» Exercise directions:
Your answer must be the records, copied with no change.

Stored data
───

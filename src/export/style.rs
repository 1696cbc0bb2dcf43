//! Inline style normalization.
//!
//! Parses raw `prop: value; ...` declarations from the editor into typed
//! values in the output unit system. Malformed declarations are skipped.

use crate::common::style::RGBColor;
use crate::common::unit::{CssLength, CssUnit};
use crate::ooxml::docx::LineSpacing;
use phf::phf_map;
use tracing::warn;

/// Web fonts the editor substitutes for office fonts, mapped back to the
/// names a word processor expects.
static WEB_FONT_NAMES: phf::Map<&'static str, &'static str> = phf_map! {
    "carlito" => "Calibri",
    "caladea" => "Cambria",
    "arimo" => "Arial",
    "tinos" => "Times New Roman",
    "cousine" => "Courier New",
};

/// Typed values recognized in an inline style string.
#[derive(Debug, Clone, Default, PartialEq)]
pub struct InlineStyle {
    pub color: Option<RGBColor>,
    pub background: Option<RGBColor>,
    pub font_family: Option<String>,
    /// Points
    pub font_size: Option<f64>,
    pub line_spacing: Option<LineSpacing>,
}

impl InlineStyle {
    /// Parse a declaration list such as `"color: #f00; font-size: 12pt"`.
    pub fn parse(declarations: &str) -> Self {
        let mut style = Self::default();

        for declaration in declarations.split(';') {
            let declaration = declaration.trim();
            if declaration.is_empty() {
                continue;
            }
            let Some((property, value)) = declaration.split_once(':') else {
                warn!(declaration, "ignoring malformed style declaration");
                continue;
            };
            let property = property.trim().to_ascii_lowercase();
            let value = value.trim();

            let recognized = match property.as_str() {
                "color" => {
                    style.color = RGBColor::parse_css(value);
                    style.color.is_some()
                },
                "background-color" | "background" => {
                    style.background = RGBColor::parse_css(value);
                    style.background.is_some()
                },
                "font-family" => {
                    style.font_family = parse_font_family(value);
                    style.font_family.is_some()
                },
                "font-size" => {
                    style.font_size = parse_font_size(value);
                    style.font_size.is_some()
                },
                "line-height" => {
                    style.line_spacing = parse_line_height(value);
                    style.line_spacing.is_some()
                },
                _ => true,
            };
            if !recognized {
                warn!(property = %property, value, "ignoring unparseable style value");
            }
        }

        style
    }
}

/// First family in a comma-separated list, with quotes stripped.
pub fn parse_font_family(value: &str) -> Option<String> {
    let first = value
        .split(',')
        .next()?
        .trim()
        .trim_matches(|c: char| c == '"' || c == '\'')
        .trim();
    (!first.is_empty()).then(|| first.to_string())
}

/// Largest font size a word processor accepts, in points.
pub const MAX_FONT_SIZE_PT: f64 = 1_638.0;

/// Font size in points from a `pt` or `px` length, clamped to
/// [`MAX_FONT_SIZE_PT`].
pub fn parse_font_size(value: &str) -> Option<f64> {
    let length: CssLength = value.parse().ok()?;
    match length.unit() {
        CssUnit::Point | CssUnit::Pixel => length
            .to_points()
            .filter(|pt| *pt > 0.0)
            .map(|pt| pt.min(MAX_FONT_SIZE_PT)),
        _ => None,
    }
}

/// Line height: unitless multipliers and percentages become proportional
/// spacing, `pt`/`px` lengths become exact spacing.
pub fn parse_line_height(value: &str) -> Option<LineSpacing> {
    let length: CssLength = value.parse().ok()?;
    if length.value() <= 0.0 {
        return None;
    }
    match length.unit() {
        CssUnit::Unitless => Some(LineSpacing::Multiple(length.value())),
        CssUnit::Percent => Some(LineSpacing::Multiple(length.value() / 100.0)),
        CssUnit::Point | CssUnit::Pixel => length.to_points().map(LineSpacing::Exact),
        CssUnit::Inch => None,
    }
}

/// Office font name for a family, undoing web-font substitution.
pub fn word_font_name(family: &str) -> &str {
    WEB_FONT_NAMES
        .get(family.trim().to_ascii_lowercase().as_str())
        .copied()
        .unwrap_or(family)
}

#[cfg(test)]
mod tests {
    use super::*;

    #[test]
    fn test_parse_declarations() {
        let style = InlineStyle::parse(
            "color: #ff0000; background-color: rgb(0, 255, 0); font-family: 'Open Sans', Arial; font-size: 16px",
        );
        assert_eq!(style.color, Some(RGBColor::new(255, 0, 0)));
        assert_eq!(style.background, Some(RGBColor::new(0, 255, 0)));
        assert_eq!(style.font_family.as_deref(), Some("Open Sans"));
        assert_eq!(style.font_size, Some(12.0));
        assert_eq!(style.line_spacing, None);
    }

    #[test]
    fn test_malformed_declarations_are_skipped() {
        let style = InlineStyle::parse("garbage; color: notacolor; font-size: 11pt;;");
        assert_eq!(style.color, None);
        assert_eq!(style.font_size, Some(11.0));
    }

    #[test]
    fn test_line_height() {
        assert_eq!(parse_line_height("1.5"), Some(LineSpacing::Multiple(1.5)));
        assert_eq!(parse_line_height("200%"), Some(LineSpacing::Multiple(2.0)));
        assert_eq!(parse_line_height("18pt"), Some(LineSpacing::Exact(18.0)));
        assert_eq!(parse_line_height("24px"), Some(LineSpacing::Exact(18.0)));
        assert_eq!(parse_line_height("normal"), None);
        assert_eq!(parse_line_height("0"), None);
        assert_eq!(LineSpacing::Multiple(1.5).to_attrs(), (360, "auto"));
    }

    #[test]
    fn test_font_size_units() {
        assert_eq!(parse_font_size("14px"), Some(10.5));
        assert_eq!(parse_font_size("12pt"), Some(12.0));
        assert_eq!(parse_font_size("120%"), None);
        assert_eq!(parse_font_size("-3px"), None);
    }

    #[test]
    fn test_font_size_clamped() {
        assert_eq!(parse_font_size("100000pt"), Some(MAX_FONT_SIZE_PT));
        assert_eq!(parse_font_size("1638pt"), Some(1638.0));
        assert_eq!(crate::common::unit::pt_to_half_points(MAX_FONT_SIZE_PT), 3276);
    }

    #[test]
    fn test_word_font_name() {
        assert_eq!(word_font_name("Carlito"), "Calibri");
        assert_eq!(word_font_name("tinos"), "Times New Roman");
        assert_eq!(word_font_name("Georgia"), "Georgia");
    }
}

───

» The answer:
filename src/export/style.rs
repository 1696cbc0bb2dcf43
//! Inline style normalization.
//!
//! Parses raw `prop: value; ...` declarations from the editor into typed
//! values in the output unit system. Malformed declarations are skipped.

use crate::common::style::RGBColor;
use crate::common::unit::{CssLength, CssUnit};
use crate::ooxml::docx::LineSpacing;
use phf::phf_map;
use tracing::warn;

/// Web fonts the editor substitutes for office fonts, mapped back to the
/// names a word processor expects.
static WEB_FONT_NAMES: phf::Map<&'static str, &'static str> = phf_map! {
    "carlito" => "Calibri",
    "caladea" => "Cambria",
    "arimo" => "Arial",
    "tinos" => "Times New Roman",
    "cousine" => "Courier New",
};

/// Typed values recognized in an inline style string.
#[derive(Debug, Clone, Default, PartialEq)]
pub struct InlineStyle {
    pub color: Option<RGBColor>,
    pub background: Option<RGBColor>,
    pub font_family: Option<String>,
    /// Points
    pub font_size: Option<f64>,
    pub line_spacing: Option<LineSpacing>,
}

impl InlineStyle {
    /// Parse a declaration list such as `"color: #f00; font-size: 12pt"`.
    pub fn parse(declarations: &str) -> Self {
        let mut style = Self::default();

        for declaration in declarations.split(';') {
            let declaration = declaration.trim();
            if declaration.is_empty() {
                continue;
            }
            let Some((property, value)) = declaration.split_once(':') else {
                warn!(declaration, "ignoring malformed style declaration");
                continue;
            };
            let property = property.trim().to_ascii_lowercase();
            let value = value.trim();

            let recognized = match property.as_str() {
                "color" => {
                    style.color = RGBColor::parse_css(value);
                    style.color.is_some()
                },
                "background-color" | "background" => {
                    style.background = RGBColor::parse_css(value);
                    style.background.is_some()
                },
                "font-family" => {
                    style.font_family = parse_font_family(value);
                    style.font_family.is_some()
                },
                "font-size" => {
                    style.font_size = parse_font_size(value);
                    style.font_size.is_some()
                },
                "line-height" => {
                    style.line_spacing = parse_line_height(value);
                    style.line_spacing.is_some()
                },
                _ => true,
            };
            if !recognized {
                warn!(property = %property, value, "ignoring unparseable style value");
            }
        }

        style
    }
}

/// First family in a comma-separated list, with quotes stripped.
pub fn parse_font_family(value: &str) -> Option<String> {
    let first = value
        .split(',')
        .next()?
        .trim()
        .trim_matches(|c: char| c == '"' || c == '\'')
        .trim();
    (!first.is_empty()).then(|| first.to_string())
}

/// Largest font size a word processor accepts, in points.
pub const MAX_FONT_SIZE_PT: f64 = 1_638.0;

/// Font size in points from a `pt` or `px` length, clamped to
/// [`MAX_FONT_SIZE_PT`].
pub fn parse_font_size(value: &str) -> Option<f64> {
    let length: CssLength = value.parse().ok()?;
    match length.unit() {
        CssUnit::Point | CssUnit::Pixel => length
            .to_points()
            .filter(|pt| *pt > 0.0)
            .map(|pt| pt.min(MAX_FONT_SIZE_PT)),
        _ => None,
    }
}

/// Line height: unitless multipliers and percentages become proportional
/// spacing, `pt`/`px` lengths become exact spacing.
pub fn parse_line_height(value: &str) -> Option<LineSpacing> {
    let length: CssLength = value.parse().ok()?;
    if length.value() <= 0.0 {
        return None;
    }
    match length.unit() {
        CssUnit::Unitless => Some(LineSpacing::Multiple(length.value())),
        CssUnit::Percent => Some(LineSpacing::Multiple(length.value() / 100.0)),
        CssUnit::Point | CssUnit::Pixel => length.to_points().map(LineSpacing::Exact),
        CssUnit::Inch => None,
    }
}

/// Office font name for a family, undoing web-font substitution.
pub fn word_font_name(family: &str) -> &str {
    WEB_FONT_NAMES
        .get(family.trim().to_ascii_lowercase().as_str())
        .copied()
        .unwrap_or(family)
}

#[cfg(test)]
mod tests {
    use super::*;

    #[test]
    fn test_parse_declarations() {
        let style = InlineStyle::parse(
            "color: #ff0000; background-color: rgb(0, 255, 0); font-family: 'Open Sans', Arial; font-size: 16px",
        );
        assert_eq!(style.color, Some(RGBColor::new(255, 0, 0)));
        assert_eq!(style.background, Some(RGBColor::new(0, 255, 0)));
        assert_eq!(style.font_family.as_deref(), Some("Open Sans"));
        assert_eq!(style.font_size, Some(12.0));
        assert_eq!(style.line_spacing, None);
    }

    #[test]
    fn test_malformed_declarations_are_skipped() {
        let style = InlineStyle::parse("garbage; color: notacolor; font-size: 11pt;;");
        assert_eq!(style.color, None);
        assert_eq!(style.font_size, Some(11.0));
    }

    #[test]
    fn test_line_height() {
        assert_eq!(parse_line_height("1.5"), Some(LineSpacing::Multiple(1.5)));
        assert_eq!(parse_line_height("200%"), Some(LineSpacing::Multiple(2.0)));
        assert_eq!(parse_line_height("18pt"), Some(LineSpacing::Exact(18.0)));
        assert_eq!(parse_line_height("24px"), Some(LineSpacing::Exact(18.0)));
        assert_eq!(parse_line_height("normal"), None);
        assert_eq!(parse_line_height("0"), None);
        assert_eq!(LineSpacing::Multiple(1.5).to_attrs(), (360, "auto"));
    }

    #[test]
    fn test_font_size_units() {
        assert_eq!(parse_font_size("14px"), Some(10.5));
        assert_eq!(parse_font_size("12pt"), Some(12.0));
        assert_eq!(parse_font_size("120%"), None);
        assert_eq!(parse_font_size("-3px"), None);
    }

    #[test]
    fn test_font_size_clamped() {
        assert_eq!(parse_font_size("100000pt"), Some(MAX_FONT_SIZE_PT));
        assert_eq!(parse_font_size("1638pt"), Some(1638.0));
        assert_eq!(crate::common::unit::pt_to_half_points(MAX_FONT_SIZE_PT), 3276);
    }

    #[test]
    fn test_word_font_name() {
        assert_eq!(word_font_name("Carlito"), "Calibri");
        assert_eq!(word_font_name("tinos"), "Times New Roman");
        assert_eq!(word_font_name("Georgia"), "Georgia");
    }
}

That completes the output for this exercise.